YOUR ASSIGNMENT: Copy every line of the records below that holds the word "when".

Collected data entries
- - - -
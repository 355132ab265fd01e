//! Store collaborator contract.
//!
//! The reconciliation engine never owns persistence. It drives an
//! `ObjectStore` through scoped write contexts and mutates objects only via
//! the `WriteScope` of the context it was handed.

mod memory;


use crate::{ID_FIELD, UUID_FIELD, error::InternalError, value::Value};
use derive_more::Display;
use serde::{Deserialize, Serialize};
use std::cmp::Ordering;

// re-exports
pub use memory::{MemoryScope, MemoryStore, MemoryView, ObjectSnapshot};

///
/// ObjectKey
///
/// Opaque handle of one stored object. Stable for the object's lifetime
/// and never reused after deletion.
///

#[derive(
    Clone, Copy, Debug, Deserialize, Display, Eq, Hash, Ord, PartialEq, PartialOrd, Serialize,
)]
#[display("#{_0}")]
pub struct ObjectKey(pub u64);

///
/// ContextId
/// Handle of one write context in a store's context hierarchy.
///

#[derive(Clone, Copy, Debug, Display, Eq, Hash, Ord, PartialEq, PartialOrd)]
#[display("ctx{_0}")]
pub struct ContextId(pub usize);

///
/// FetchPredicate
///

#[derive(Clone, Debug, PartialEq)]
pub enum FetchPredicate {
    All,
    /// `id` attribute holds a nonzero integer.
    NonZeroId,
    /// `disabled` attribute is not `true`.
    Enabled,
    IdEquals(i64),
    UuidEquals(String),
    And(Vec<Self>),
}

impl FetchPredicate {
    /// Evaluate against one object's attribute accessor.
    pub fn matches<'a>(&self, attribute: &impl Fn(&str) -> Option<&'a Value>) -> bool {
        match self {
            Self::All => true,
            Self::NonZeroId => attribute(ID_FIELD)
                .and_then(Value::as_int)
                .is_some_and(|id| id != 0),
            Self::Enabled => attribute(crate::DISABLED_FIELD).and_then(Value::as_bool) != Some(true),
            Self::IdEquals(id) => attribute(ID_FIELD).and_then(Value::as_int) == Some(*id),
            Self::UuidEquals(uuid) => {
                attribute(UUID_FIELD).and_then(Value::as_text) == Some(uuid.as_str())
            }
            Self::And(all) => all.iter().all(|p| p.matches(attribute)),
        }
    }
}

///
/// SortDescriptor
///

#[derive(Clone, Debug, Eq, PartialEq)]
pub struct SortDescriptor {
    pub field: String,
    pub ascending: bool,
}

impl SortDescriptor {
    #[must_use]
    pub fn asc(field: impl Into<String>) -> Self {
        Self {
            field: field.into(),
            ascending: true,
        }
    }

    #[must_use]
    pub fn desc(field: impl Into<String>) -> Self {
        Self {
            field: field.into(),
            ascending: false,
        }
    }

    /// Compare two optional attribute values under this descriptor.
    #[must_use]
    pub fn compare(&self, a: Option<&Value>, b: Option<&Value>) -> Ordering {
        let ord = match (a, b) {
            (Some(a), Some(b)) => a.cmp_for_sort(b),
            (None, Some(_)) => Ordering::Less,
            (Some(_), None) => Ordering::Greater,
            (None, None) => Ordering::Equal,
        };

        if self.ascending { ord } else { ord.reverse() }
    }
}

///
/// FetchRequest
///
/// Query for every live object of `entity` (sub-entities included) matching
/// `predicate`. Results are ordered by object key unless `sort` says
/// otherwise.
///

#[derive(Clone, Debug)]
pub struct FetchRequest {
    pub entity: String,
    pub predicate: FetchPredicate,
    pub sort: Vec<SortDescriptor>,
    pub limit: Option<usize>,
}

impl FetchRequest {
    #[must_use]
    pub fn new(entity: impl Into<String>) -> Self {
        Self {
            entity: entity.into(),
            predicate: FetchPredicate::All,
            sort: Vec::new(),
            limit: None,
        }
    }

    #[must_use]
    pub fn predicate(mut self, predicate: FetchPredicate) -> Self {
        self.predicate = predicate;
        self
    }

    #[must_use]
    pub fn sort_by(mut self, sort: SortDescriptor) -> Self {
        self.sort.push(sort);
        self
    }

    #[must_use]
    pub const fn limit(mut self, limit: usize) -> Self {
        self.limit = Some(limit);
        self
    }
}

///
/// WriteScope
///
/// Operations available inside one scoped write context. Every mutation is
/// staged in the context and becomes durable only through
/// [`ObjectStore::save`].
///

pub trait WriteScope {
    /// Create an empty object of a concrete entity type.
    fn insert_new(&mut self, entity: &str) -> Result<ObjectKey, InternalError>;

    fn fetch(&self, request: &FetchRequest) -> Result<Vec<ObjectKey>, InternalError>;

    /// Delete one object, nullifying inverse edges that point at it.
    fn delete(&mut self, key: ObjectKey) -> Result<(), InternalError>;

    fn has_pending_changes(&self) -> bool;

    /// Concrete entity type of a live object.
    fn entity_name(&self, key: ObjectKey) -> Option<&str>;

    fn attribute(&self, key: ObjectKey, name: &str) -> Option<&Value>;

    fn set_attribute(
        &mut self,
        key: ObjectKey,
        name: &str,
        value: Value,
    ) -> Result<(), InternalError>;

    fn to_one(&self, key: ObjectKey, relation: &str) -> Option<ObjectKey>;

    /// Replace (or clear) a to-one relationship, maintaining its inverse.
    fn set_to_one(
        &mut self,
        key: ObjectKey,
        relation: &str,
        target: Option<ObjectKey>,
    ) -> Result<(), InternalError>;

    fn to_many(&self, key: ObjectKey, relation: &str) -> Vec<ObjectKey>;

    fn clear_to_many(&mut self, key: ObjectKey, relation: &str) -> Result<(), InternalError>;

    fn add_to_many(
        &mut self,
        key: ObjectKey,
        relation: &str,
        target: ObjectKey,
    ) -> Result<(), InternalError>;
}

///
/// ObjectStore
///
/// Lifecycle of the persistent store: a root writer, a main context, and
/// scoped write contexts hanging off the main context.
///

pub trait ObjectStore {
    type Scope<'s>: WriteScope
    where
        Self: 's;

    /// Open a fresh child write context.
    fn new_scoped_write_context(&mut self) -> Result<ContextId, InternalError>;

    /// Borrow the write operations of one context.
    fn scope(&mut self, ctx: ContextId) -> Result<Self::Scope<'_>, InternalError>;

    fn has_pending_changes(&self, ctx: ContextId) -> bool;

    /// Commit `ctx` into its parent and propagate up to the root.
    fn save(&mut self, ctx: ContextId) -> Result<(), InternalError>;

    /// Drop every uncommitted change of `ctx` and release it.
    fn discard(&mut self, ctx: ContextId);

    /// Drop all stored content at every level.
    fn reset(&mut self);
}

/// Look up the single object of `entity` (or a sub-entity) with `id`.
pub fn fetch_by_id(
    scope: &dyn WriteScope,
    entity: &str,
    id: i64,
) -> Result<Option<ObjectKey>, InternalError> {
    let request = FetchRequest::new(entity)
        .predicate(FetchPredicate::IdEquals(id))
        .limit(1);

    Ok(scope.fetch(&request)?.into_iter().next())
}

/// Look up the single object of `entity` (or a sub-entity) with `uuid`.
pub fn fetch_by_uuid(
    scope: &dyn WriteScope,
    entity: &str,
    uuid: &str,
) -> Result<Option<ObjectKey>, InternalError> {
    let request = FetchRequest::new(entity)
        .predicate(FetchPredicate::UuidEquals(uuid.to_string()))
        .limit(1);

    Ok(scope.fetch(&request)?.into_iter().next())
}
- - - -
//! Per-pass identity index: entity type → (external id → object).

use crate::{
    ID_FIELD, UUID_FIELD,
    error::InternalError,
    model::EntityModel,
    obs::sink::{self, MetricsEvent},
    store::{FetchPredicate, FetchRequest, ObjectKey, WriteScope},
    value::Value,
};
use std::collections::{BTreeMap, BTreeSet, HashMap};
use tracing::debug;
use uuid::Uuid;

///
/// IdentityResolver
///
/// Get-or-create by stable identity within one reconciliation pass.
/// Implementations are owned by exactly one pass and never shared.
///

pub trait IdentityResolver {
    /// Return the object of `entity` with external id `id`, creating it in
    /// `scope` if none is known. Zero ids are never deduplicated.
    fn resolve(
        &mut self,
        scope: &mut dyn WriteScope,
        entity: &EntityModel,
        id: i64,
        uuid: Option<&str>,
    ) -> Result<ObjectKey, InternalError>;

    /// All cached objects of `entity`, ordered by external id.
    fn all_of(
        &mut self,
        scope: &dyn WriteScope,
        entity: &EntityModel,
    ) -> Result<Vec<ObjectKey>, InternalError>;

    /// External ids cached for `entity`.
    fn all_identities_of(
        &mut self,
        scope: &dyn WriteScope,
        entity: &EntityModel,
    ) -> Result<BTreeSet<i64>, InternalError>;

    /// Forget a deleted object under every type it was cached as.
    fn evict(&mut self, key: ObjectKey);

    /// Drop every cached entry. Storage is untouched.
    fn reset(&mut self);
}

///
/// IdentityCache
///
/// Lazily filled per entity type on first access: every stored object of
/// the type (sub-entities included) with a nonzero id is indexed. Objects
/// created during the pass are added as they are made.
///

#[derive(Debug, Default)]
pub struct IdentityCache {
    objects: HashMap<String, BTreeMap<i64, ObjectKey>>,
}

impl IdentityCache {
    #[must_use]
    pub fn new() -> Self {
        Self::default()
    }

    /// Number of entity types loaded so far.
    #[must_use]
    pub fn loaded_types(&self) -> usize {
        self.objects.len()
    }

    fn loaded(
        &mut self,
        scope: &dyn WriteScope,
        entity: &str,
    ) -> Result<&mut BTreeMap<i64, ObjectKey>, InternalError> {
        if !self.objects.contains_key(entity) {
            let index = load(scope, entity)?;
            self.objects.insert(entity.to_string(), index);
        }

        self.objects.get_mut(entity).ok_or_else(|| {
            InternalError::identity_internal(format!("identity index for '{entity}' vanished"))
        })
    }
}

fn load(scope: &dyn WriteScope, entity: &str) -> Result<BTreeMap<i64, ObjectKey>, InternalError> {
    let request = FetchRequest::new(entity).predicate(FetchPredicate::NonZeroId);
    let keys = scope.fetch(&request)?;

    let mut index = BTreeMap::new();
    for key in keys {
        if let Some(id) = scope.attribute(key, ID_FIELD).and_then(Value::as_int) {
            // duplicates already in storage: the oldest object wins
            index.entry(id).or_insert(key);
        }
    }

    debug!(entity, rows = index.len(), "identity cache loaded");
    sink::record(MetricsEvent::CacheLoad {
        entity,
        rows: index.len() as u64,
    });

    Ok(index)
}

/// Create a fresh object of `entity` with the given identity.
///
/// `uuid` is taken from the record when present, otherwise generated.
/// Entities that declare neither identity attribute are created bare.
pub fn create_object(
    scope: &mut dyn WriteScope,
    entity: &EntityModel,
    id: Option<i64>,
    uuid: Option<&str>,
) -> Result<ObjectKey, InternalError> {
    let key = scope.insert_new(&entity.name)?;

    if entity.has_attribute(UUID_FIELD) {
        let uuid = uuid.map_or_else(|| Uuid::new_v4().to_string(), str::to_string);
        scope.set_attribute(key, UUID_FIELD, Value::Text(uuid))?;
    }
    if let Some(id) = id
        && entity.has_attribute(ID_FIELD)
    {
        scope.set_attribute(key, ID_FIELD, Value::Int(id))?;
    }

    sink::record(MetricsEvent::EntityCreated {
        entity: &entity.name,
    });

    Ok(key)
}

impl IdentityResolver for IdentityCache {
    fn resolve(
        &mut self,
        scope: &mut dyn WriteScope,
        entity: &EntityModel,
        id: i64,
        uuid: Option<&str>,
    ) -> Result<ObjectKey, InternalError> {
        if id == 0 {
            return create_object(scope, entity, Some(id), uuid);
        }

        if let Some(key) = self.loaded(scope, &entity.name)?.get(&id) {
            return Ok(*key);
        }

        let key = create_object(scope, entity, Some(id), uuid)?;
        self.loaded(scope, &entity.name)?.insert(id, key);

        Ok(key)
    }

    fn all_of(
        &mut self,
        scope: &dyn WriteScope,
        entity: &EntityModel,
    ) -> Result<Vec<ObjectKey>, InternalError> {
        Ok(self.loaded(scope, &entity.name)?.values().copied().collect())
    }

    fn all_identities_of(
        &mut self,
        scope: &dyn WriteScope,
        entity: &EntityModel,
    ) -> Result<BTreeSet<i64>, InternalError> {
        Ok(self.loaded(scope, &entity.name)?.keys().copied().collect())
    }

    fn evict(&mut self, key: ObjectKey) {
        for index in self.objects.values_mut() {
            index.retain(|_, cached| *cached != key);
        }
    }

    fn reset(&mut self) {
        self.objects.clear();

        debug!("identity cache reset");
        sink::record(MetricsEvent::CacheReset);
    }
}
- - - -
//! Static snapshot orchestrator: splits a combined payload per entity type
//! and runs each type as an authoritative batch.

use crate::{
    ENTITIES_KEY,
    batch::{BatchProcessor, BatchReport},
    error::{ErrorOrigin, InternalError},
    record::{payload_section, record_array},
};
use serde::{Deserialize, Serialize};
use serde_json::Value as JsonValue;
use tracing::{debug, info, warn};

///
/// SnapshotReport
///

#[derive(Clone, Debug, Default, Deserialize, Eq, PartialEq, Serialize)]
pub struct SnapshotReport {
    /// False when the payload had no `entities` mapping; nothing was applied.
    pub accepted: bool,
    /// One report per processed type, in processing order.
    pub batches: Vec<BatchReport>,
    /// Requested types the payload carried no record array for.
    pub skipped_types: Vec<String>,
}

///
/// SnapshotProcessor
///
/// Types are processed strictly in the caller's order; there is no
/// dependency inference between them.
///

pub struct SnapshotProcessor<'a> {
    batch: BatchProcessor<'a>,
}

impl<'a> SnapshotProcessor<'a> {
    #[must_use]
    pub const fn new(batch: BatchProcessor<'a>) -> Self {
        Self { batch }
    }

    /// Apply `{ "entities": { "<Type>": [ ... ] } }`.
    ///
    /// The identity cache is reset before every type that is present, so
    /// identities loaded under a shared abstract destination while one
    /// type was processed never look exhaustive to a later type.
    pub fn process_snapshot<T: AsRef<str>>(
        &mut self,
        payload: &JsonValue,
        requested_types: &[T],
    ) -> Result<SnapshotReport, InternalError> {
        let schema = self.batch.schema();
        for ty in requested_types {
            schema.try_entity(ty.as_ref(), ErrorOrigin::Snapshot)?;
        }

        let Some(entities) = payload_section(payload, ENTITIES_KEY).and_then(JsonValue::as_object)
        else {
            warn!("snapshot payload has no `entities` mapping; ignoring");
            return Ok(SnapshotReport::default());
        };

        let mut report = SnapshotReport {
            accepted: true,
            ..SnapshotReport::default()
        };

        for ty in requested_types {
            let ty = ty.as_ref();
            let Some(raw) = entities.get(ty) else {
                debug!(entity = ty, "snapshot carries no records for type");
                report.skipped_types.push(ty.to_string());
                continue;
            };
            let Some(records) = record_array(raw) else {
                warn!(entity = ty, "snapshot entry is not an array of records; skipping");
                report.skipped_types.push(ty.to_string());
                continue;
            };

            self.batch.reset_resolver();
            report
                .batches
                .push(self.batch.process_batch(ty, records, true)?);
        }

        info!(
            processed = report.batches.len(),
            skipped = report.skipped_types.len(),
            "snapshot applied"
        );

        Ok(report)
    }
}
- - - -
PROBLEM SOLUTION:
/// `uuid` is taken from the record when present, otherwise generated.
    /// False when the payload had no `entities` mapping; nothing was applied.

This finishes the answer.